Continued Asian demand…Japanese Capital?

In the same week that Japan’s biggest bank, Mitsubishi UFJ Financial, announced it was creating nearly 200 new investment banking jobs in London in the hope of boosting income outside of Japan, Westfield revealed its plans to open Europe’s largest Japanese food hall at its West London shopping centre. Complete with a sake bar, noodle bar and traditional Japanese bakery, the food hall will form part of Westfield’s £600 million expansion and enhanced F&B offer. Japan’s influence on the UK, whether it be culturally or financially, cannot be ignored and Japanese capital is set to become a global player.

According to our latest research, Japanese outbound real estate investment rose by 23% year on year to US$1.3 billion in H1 2017. While the majority of this targeted the Americas, 20% was allocated to EMEA, a figure which is only expected to rise as institutional investors look to diversify. Having visited Tokyo recently, there is a measured and strategic focus on outbound investment, but it is yet to be fully realised.

Capital held by pension funds, insurance companies and sovereign wealth funds globally, for investment in all assets, has grown strongly over the last decade and now stands at $94 trillion. We estimate that US$8.5 trillion of this is targeting real estate. This pool of institutional equity is continuing to grow, driven by the growth of the middle class. This group is forecast to hit 3.84 billion people by 2020, a massive 88% of which will be living in Asia. Moreover, the global average allocation to real estate is forecast to grow from 9% in 2017 to 10.1% in 2020, fuelled by an increasing preference for real estate by Asian institutions.
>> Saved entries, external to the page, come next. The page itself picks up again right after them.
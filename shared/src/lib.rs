//! # Ghostnet Shared
//! The connection core of ghostnet: packet acknowledgement and rate control,
//! reliable events, object ghosting, string tables, file transfer and demo
//! recording.

#![deny(trivial_numeric_casts, unstable_features, unused_import_braces)]

#[macro_use]
extern crate cfg_if;

pub use ghostnet_serde::{
    bits_required, read_bits, write_bits, BitCounter, BitReader, BitWrite, BitWriter,
    ConstBitLength, Serde, SerdeErr, SerdeIntegerConversion, SignedInteger,
    SignedVariableInteger, StreamWriter, UnsignedInteger, UnsignedVariableInteger,
    MAX_PACKET_DATA_SIZE, MAX_PACKET_DATA_SIZE_BITS,
};

mod connection;
mod constants;
mod events;
mod files;
mod game_time;
mod ghosts;
mod pack_context;
mod protocol;
mod sequence_list;
mod strings;
mod types;
mod wrapping_number;

pub use connection::{
    connection_config::ConnectionConfig,
    connection_protocol::{expand_sequence, ConnectionProtocol, ReceivedHeader, PACKET_WINDOW_SIZE},
    demo::DemoBlockType,
    error::{ConnectionError, DemoError},
    handler::{ConnectionHandler, NoopHandler},
    link_conditioner::{LinkConditioner, LinkConditionerConfig},
    net_connection::{NetConnection, INVALID_CLASS_REASON},
    packet_notify::{PacketNotify, PacketNotifyQueue},
    packet_type::PacketType,
    rate::{NetRate, RateControl, RatePrefs},
};
pub use constants::*;
pub use events::{
    connection_message::{ConnectionMessage, ConnectionMessageEvent},
    error::EventError,
    event_kinds::EventKinds,
    event_manager::{EventManager, EventReadOutcome},
    file_events::{FileChunkEvent, FileDownloadRequestEvent},
    ghost_always_event::GhostAlwaysObjectEvent,
    net_event::{
        downcast_event, event_is, EventDirection, EventNote, Guarantee, NetEvent, NetEventRead,
    },
    net_string_event::NetStringEvent,
};
pub use files::{
    error::FileTransferError,
    file_store::{DirectoryFileStore, FileStore, MemoryFileStore},
    file_transfer::{ChunkOutcome, FileTransfer, UploadStart},
};
pub use game_time::{GameClock, GameInstant};
pub use ghosts::{
    error::GhostError,
    ghost_info::{GhostFlags, GhostInfo, GhostRef},
    ghost_manager::{GhostManager, GHOST_SECTION_RESERVED_BITS},
    ghost_receiver::{GhostEvent, GhostReceiver, SavedGhost},
    object_kinds::ObjectKinds,
    object_registry::{ObjectChange, ObjectFlags, ObjectId, ObjectRegistry},
    replicable::Replicable,
    scope::{GhostScope, ScopeEverything, ScopeQuery},
};
pub use pack_context::{PackContext, UnpackContext};
pub use protocol::{Protocol, ProtocolError, ProtocolPlugin};
pub use sequence_list::{SequenceError, SequenceList};
pub use strings::{
    string_codec::{classify_string, pack_string, unpack_string, StringCode},
    string_table::{StringLookup, StringTable},
};
pub use types::{ClassId, EventSequence, GhostIndex, HostType, PacketSequence};
pub use wrapping_number::{sequence_greater_than, sequence_less_than, wrapping_diff};
pub mod string_codec;
pub mod string_table;
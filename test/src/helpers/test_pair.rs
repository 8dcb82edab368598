use std::{net::SocketAddr, sync::Arc};

use ghostnet_interface::{ConnectionKey, InterfaceConfig, NetInterface};
use ghostnet_shared::{
    ConnectionConfig, GameInstant, HostType, MemoryFileStore, NetConnection, Protocol,
};

use crate::{
    helpers::recording_handler::{HandlerLog, RecordingHandler},
    local_socket::{LocalSocketPair, CLIENT_ADDR, SERVER_ADDR},
    test_protocol::protocol,
};

/// Milliseconds of simulated time per [`TestPair::tick`]
pub const TICK_MS: u32 = 25;

/// How the two ends of a [`TestPair`] are set up
#[derive(Clone)]
pub struct PairOptions {
    pub server_protocol: Arc<Protocol>,
    pub client_protocol: Arc<Protocol>,
    pub interface: InterfaceConfig,
    pub connection: ConnectionConfig,
    /// Server ghosts to the client
    pub ghosting: bool,
    pub translate_strings: bool,
    /// Files the server can upload
    pub server_files: MemoryFileStore,
    /// The server's handler refuses every connect request with this reason
    pub refuse_with: Option<String>,
}

impl Default for PairOptions {
    fn default() -> Self {
        let protocol = protocol();
        Self {
            server_protocol: protocol.clone(),
            client_protocol: protocol,
            interface: InterfaceConfig::default(),
            connection: ConnectionConfig::default(),
            ghosting: false,
            translate_strings: false,
            server_files: MemoryFileStore::new(),
            refuse_with: None,
        }
    }
}

/// A server and a client interface joined by a [`LocalSocketPair`], driven
/// by a simulated clock
pub struct TestPair {
    pub server: NetInterface,
    pub client: NetInterface,
    pub sockets: LocalSocketPair,
    pub server_log: HandlerLog,
    pub client_log: HandlerLog,
    pub client_key: ConnectionKey,
    pub now: GameInstant,
}

impl TestPair {
    /// Builds both ends and sends the client's first challenge
    pub fn new(options: PairOptions) -> Self {
        let sockets = LocalSocketPair::new();
        let server_log = HandlerLog::new();
        let client_log = HandlerLog::new();
        let now = GameInstant::from_millis(1000);

        let mut server = NetInterface::new(options.interface.clone()).expect("challenge key");
        let (sender, receiver) = sockets.server_socket();
        server.listen(sender, receiver);
        let factory_options = options.clone();
        let factory_log = server_log.clone();
        server.set_connection_factory(move |_address: &SocketAddr| {
            Some(server_connection(&factory_options, &factory_log))
        });

        let mut client = NetInterface::new(options.interface.clone()).expect("challenge key");
        let (sender, receiver) = sockets.client_socket();
        client.listen(sender, receiver);
        let client_key = client
            .connect(client_connection(&options, &client_log), SERVER_ADDR, now)
            .expect("client has a transport");

        Self {
            server,
            client,
            sockets,
            server_log,
            client_log,
            client_key,
            now,
        }
    }

    /// Builds both ends and runs the handshake to completion
    pub fn connected(options: PairOptions) -> Self {
        let mut pair = Self::new(options);
        assert!(
            pair.tick_until(20, |pair| pair.is_connected()),
            "handshake did not complete"
        );
        pair
    }

    pub fn is_connected(&self) -> bool {
        self.client.connection(&self.client_key).is_some() && self.server_key().is_some()
    }

    pub fn server_key(&self) -> Option<ConnectionKey> {
        self.server.find_connection(&CLIENT_ADDR)
    }

    pub fn server_connection(&mut self) -> &mut NetConnection {
        let key = self.server_key().expect("server holds a connection");
        self.server.connection_mut(&key).expect("server connection")
    }

    pub fn client_connection(&mut self) -> &mut NetConnection {
        self.client
            .connection_mut(&self.client_key)
            .expect("client connection")
    }

    /// Advances the clock one step: both sides read what arrived, then send
    pub fn tick(&mut self) {
        self.now = self.now.add_millis(TICK_MS);
        self.server.process(self.now);
        self.client.process(self.now);
        self.server.send_packets(self.now);
        self.client.send_packets(self.now);
    }

    pub fn tick_n(&mut self, ticks: usize) {
        for _ in 0..ticks {
            self.tick();
        }
    }

    /// Ticks until `done` holds, at most `max_ticks` times. Returns whether
    /// it ever held.
    pub fn tick_until<F: FnMut(&mut TestPair) -> bool>(&mut self, max_ticks: usize, mut done: F) -> bool {
        for _ in 0..max_ticks {
            if done(self) {
                return true;
            }
            self.tick();
        }
        done(self)
    }
}

pub fn client_connection(options: &PairOptions, log: &HandlerLog) -> NetConnection {
    let mut connection = NetConnection::new(
        options.client_protocol.clone(),
        options.connection.clone(),
        HostType::Client,
        Box::new(RecordingHandler::new(log.clone())),
    );
    connection
        .set_ghost_to(options.ghosting)
        .expect("fresh connection");
    connection
        .set_translates_strings(options.translate_strings)
        .expect("fresh connection");
    connection
}

pub fn server_connection(options: &PairOptions, log: &HandlerLog) -> NetConnection {
    let handler = match &options.refuse_with {
        Some(reason) => RecordingHandler::refusing(log.clone(), reason),
        None => RecordingHandler::new(log.clone()),
    };
    let mut connection = NetConnection::new(
        options.server_protocol.clone(),
        options.connection.clone(),
        HostType::Server,
        Box::new(handler),
    );
    connection
        .set_ghost_from(options.ghosting)
        .expect("fresh connection");
    connection
        .set_translates_strings(options.translate_strings)
        .expect("fresh connection");
    connection.set_file_store(Box::new(options.server_files.clone()));
    connection
}
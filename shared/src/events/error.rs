use thiserror::Error;

/// Errors that can occur when posting events to a connection
#[derive(Debug, Clone, PartialEq, Eq, Error)]
pub enum EventError {
    /// Event sending was turned off for this connection
    #[error("Event sending is disabled on this connection")]
    SendingDisabled,

    /// The event's direction does not allow sending it from this side
    #[error("Event cannot be sent from this side of the connection (direction mismatch)")]
    WrongDirection,

    /// The event type was never added to the Protocol
    #[error("Event type is not registered with the Protocol")]
    UnregisteredEvent,
}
Allocations to real estate by Asian institutions are grossly underweight when compared with the global average. Asian capital has typically focused on its domestic market but investors are now starting to look at the global markets to fix their under allocation. Whilst we have seen a steady flow of capital from Hong Kong, China and Singapore over the last 18 months, the Japanese still have significant capital to deploy. There is currently close to $1.4 trillion dollars sitting in Japanese pension funds, with no current allocation to global real estate. Due to a negative interest rate, limited, low yielding stock locally, and the memories of the asset price collapse 20 years ago now weakening, we are starting to see an increased appetite for offshore real estate.

In addition to direct asset allocation, we expect that much of this outbound real estate investment will be allocated indirectly, through investment funds and other vehicles. As such, indirect investment from Japan could grow to more than US$15 billion in the next few years and we are seeing more Japanese real estate and general trading companies forming real estate funds to target overseas investment.

The UK and London remain an obvious target for Japanese capital to deploy. Increasingly attractive relative value compared to other European markets, along with healthy medium term economic fundamentals – despite short-term political uncertainty – continue to make it an attractive destination for overseas capital. It remains ones of the largest and most liquid real estate markets in the world, an important consideration, particularly for Asian investors, and a credential that provides a significant competitive advantage on a global scale. The historic trend of partnering with best in class local operators is already evident with Japanese investors and we expect real momentum to develop around this theme in 2018.

As in many of the major global markets, Japanese investors face stiff competition for assets in London given the current strength of demand for commercial real estate. Given the strength of the drivers behind the appetite to invest, and the way in which London ticks so many boxes for major investors, we expect Japanese institutions to be more active over the coming years.

2018 certainly promises to be another fascinating year as more international sources of capital appear.

By Chris Brett, Head of International Capital Markets, CBRE.